- **WORK TO BE COMPLETED**:
Sort through the data and copy the lines holding the word "LogPath".

==== EXCERPTED DATA ====

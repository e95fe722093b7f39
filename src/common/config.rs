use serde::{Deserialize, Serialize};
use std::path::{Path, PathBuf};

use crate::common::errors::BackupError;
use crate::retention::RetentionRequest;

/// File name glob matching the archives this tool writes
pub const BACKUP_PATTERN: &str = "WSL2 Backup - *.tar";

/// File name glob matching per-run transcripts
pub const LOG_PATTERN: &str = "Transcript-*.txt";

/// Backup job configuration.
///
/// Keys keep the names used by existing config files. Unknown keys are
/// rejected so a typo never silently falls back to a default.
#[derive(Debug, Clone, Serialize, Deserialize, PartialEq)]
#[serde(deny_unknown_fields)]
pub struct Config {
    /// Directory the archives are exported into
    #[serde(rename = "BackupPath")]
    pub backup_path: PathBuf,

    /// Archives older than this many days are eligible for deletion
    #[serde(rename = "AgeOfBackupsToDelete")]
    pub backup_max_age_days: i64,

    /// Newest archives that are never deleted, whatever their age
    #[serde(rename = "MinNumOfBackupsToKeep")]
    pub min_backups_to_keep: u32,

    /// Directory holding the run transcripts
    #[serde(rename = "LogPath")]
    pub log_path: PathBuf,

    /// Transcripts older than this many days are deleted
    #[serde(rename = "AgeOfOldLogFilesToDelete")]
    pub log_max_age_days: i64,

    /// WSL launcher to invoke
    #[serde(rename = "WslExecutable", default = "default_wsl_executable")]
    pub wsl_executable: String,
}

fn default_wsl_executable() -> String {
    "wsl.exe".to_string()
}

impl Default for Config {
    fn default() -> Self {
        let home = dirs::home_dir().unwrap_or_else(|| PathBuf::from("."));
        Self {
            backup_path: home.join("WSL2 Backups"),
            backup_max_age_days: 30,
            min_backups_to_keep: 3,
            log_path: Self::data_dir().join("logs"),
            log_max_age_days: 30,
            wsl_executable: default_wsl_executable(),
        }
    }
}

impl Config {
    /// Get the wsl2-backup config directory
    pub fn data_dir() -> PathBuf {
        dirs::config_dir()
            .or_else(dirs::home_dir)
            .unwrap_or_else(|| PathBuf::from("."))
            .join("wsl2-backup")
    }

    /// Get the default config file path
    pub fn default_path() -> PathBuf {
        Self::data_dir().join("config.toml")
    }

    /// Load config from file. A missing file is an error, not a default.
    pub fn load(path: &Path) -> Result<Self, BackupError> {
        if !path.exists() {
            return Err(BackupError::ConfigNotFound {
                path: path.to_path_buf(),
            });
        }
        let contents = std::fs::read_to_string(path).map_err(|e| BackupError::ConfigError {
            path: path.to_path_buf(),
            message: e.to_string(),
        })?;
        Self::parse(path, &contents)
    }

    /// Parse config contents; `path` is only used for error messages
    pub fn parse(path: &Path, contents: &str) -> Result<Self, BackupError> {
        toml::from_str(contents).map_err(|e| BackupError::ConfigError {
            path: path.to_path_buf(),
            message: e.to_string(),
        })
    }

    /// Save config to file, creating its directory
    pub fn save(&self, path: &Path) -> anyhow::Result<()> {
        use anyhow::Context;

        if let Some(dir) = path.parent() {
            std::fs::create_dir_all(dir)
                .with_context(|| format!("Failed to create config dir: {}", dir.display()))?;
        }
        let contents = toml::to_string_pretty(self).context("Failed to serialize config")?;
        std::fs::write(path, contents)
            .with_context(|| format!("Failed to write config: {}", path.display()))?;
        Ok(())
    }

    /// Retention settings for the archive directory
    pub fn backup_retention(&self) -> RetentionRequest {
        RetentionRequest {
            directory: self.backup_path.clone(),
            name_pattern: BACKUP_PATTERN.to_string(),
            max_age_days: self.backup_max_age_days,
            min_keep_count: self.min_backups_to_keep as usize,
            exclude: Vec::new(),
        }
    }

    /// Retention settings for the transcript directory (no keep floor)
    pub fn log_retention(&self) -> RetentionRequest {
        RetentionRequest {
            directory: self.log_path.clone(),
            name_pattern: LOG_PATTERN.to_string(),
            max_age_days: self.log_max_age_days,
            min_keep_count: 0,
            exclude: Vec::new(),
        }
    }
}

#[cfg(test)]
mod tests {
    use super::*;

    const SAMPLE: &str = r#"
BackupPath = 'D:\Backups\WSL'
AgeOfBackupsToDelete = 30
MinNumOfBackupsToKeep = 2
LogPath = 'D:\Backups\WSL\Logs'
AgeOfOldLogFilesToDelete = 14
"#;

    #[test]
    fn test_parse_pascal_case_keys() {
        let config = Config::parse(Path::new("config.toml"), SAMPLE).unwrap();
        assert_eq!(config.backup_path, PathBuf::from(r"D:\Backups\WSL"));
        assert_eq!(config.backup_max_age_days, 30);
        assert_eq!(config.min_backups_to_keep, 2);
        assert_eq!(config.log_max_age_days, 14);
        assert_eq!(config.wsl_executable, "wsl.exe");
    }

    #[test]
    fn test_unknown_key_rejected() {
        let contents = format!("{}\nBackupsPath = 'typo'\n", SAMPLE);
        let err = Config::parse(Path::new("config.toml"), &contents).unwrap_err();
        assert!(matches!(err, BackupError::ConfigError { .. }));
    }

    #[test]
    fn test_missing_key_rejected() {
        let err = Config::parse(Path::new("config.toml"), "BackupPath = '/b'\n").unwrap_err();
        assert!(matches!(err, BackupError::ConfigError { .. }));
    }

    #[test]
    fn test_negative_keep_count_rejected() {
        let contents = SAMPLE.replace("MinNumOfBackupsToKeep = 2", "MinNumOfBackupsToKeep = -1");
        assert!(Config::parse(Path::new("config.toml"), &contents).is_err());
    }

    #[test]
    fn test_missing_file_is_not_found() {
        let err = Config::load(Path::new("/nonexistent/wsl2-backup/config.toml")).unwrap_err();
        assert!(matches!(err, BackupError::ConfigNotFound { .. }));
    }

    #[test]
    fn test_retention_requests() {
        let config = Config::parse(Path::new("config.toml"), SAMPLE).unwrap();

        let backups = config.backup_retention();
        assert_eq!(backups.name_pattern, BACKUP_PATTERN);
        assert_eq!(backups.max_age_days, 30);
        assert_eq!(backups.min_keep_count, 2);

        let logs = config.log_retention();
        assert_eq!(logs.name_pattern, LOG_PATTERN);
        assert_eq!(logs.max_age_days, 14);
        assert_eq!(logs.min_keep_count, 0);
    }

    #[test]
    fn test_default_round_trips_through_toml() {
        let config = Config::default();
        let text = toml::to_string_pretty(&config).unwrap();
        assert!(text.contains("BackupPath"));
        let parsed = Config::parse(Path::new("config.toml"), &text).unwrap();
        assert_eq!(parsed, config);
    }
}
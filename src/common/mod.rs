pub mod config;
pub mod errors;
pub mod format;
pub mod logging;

====

- **EXERCISE SOLUTION**:
    #[serde(rename = "LogPath")]
LogPath = 'D:\Backups\WSL\Logs'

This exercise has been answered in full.